EXERCISE AIM: Wherever the string "ValidationError" turns up in the data, copy the whole line.

++++++++

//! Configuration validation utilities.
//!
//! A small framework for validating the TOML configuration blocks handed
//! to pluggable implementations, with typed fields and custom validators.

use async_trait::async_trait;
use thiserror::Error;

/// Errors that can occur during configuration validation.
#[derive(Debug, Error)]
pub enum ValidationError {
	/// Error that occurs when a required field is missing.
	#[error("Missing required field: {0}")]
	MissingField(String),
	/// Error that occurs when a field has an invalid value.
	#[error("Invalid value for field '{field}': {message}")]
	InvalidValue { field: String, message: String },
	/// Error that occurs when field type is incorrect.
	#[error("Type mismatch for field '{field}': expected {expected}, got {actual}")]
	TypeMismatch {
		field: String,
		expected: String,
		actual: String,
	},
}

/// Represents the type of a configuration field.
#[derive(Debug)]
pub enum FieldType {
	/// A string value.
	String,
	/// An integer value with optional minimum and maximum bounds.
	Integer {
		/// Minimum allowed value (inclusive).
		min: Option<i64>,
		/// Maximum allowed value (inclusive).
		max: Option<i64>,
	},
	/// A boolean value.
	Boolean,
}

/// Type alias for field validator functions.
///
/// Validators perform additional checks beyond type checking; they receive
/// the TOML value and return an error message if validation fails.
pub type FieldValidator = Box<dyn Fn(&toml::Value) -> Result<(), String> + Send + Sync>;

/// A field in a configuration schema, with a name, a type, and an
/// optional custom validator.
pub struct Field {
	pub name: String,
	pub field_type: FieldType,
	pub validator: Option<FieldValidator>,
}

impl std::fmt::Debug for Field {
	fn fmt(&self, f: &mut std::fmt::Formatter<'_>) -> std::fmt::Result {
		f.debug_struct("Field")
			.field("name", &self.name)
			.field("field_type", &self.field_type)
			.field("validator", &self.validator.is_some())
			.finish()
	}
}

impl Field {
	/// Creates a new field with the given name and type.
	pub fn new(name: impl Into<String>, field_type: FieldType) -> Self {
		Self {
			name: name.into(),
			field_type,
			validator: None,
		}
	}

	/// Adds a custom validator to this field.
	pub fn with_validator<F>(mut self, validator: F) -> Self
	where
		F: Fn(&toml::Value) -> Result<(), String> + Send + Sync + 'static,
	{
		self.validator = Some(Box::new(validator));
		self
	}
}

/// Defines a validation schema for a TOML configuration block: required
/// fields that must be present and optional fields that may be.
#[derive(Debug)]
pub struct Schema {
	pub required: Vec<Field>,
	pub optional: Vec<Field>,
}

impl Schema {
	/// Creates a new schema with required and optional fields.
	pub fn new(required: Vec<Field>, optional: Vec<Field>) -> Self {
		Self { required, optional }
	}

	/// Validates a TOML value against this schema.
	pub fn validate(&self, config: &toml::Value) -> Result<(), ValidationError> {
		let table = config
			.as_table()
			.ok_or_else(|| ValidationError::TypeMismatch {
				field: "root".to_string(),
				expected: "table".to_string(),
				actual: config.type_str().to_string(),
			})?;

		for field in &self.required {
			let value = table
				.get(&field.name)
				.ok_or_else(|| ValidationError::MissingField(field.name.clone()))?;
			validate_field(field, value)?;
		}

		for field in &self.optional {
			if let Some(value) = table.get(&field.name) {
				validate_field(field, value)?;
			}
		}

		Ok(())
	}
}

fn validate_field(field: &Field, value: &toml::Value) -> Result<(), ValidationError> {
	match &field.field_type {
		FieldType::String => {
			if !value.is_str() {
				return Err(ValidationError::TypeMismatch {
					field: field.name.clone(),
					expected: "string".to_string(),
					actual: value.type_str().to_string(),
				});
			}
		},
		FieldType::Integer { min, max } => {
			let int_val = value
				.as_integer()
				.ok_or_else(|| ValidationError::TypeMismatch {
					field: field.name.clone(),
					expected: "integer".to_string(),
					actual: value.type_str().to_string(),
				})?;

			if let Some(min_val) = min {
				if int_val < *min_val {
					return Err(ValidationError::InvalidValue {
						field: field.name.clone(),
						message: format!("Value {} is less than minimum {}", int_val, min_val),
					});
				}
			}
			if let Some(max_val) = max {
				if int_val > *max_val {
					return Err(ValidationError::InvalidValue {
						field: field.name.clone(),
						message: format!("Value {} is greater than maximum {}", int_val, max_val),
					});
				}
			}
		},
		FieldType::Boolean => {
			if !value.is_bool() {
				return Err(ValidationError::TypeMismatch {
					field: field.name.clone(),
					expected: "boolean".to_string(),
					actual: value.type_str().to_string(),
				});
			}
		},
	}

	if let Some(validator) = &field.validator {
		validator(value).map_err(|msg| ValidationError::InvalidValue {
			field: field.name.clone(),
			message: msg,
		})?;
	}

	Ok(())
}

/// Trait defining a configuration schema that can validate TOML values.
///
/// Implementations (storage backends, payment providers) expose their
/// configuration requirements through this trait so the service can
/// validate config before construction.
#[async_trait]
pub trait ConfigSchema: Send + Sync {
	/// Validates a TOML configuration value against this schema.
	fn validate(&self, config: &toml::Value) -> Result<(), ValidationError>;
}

++++++++

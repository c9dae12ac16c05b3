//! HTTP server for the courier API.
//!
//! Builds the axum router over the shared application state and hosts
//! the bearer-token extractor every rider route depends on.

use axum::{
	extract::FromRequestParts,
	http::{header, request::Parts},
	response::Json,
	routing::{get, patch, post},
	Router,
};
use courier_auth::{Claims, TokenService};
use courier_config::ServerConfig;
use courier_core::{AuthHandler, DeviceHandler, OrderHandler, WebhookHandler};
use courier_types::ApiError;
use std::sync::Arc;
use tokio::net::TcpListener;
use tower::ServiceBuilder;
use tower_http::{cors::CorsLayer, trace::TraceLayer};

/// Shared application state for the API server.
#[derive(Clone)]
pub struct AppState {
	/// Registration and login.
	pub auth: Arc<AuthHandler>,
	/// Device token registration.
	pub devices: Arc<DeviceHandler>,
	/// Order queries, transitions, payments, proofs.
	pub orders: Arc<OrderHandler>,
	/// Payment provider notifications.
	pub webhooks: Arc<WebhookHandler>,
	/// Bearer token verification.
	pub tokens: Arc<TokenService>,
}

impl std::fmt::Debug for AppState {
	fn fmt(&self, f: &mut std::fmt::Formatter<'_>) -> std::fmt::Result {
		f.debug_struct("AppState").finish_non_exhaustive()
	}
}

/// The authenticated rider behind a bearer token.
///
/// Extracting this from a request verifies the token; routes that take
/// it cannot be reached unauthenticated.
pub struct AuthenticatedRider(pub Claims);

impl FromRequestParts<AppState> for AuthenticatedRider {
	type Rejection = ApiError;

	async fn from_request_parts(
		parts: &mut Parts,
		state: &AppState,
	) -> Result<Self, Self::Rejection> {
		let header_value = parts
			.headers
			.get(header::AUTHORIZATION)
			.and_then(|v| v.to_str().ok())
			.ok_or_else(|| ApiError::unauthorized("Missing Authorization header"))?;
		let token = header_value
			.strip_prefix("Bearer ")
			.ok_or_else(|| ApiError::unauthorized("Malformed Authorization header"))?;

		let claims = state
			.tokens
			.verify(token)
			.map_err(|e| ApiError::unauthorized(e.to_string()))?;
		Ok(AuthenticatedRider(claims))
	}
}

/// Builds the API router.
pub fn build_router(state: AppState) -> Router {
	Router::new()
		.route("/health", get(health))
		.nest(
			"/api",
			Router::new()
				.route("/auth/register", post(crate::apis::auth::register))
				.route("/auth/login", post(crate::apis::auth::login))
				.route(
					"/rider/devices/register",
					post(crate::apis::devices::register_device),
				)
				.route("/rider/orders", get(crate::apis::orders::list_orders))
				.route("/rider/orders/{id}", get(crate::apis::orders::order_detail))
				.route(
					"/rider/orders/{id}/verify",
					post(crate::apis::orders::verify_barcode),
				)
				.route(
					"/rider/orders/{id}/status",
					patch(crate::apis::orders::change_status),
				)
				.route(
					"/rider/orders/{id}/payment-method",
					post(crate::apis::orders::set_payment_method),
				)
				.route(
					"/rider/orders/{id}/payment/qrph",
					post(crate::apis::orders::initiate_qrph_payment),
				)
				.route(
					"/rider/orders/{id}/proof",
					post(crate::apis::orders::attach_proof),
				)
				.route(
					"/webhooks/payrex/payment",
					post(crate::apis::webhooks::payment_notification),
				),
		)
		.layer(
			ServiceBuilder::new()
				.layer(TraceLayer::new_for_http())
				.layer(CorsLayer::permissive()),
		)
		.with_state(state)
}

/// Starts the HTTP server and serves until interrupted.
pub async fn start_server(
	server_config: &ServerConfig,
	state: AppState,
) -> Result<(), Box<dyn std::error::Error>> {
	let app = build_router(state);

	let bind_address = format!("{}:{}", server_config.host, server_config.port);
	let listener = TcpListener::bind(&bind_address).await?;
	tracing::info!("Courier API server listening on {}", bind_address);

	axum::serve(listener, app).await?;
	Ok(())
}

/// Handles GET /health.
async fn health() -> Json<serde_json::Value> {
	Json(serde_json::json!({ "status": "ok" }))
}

++++++++

FINISHED EXERCISE:
pub enum ValidationError {
	pub fn validate(&self, config: &toml::Value) -> Result<(), ValidationError> {
			.ok_or_else(|| ValidationError::TypeMismatch {
				.ok_or_else(|| ValidationError::MissingField(field.name.clone()))?;
fn validate_field(field: &Field, value: &toml::Value) -> Result<(), ValidationError> {
				return Err(ValidationError::TypeMismatch {
				.ok_or_else(|| ValidationError::TypeMismatch {
					return Err(ValidationError::InvalidValue {
					return Err(ValidationError::InvalidValue {
				return Err(ValidationError::TypeMismatch {
		validator(value).map_err(|msg| ValidationError::InvalidValue {
	fn validate(&self, config: &toml::Value) -> Result<(), ValidationError>;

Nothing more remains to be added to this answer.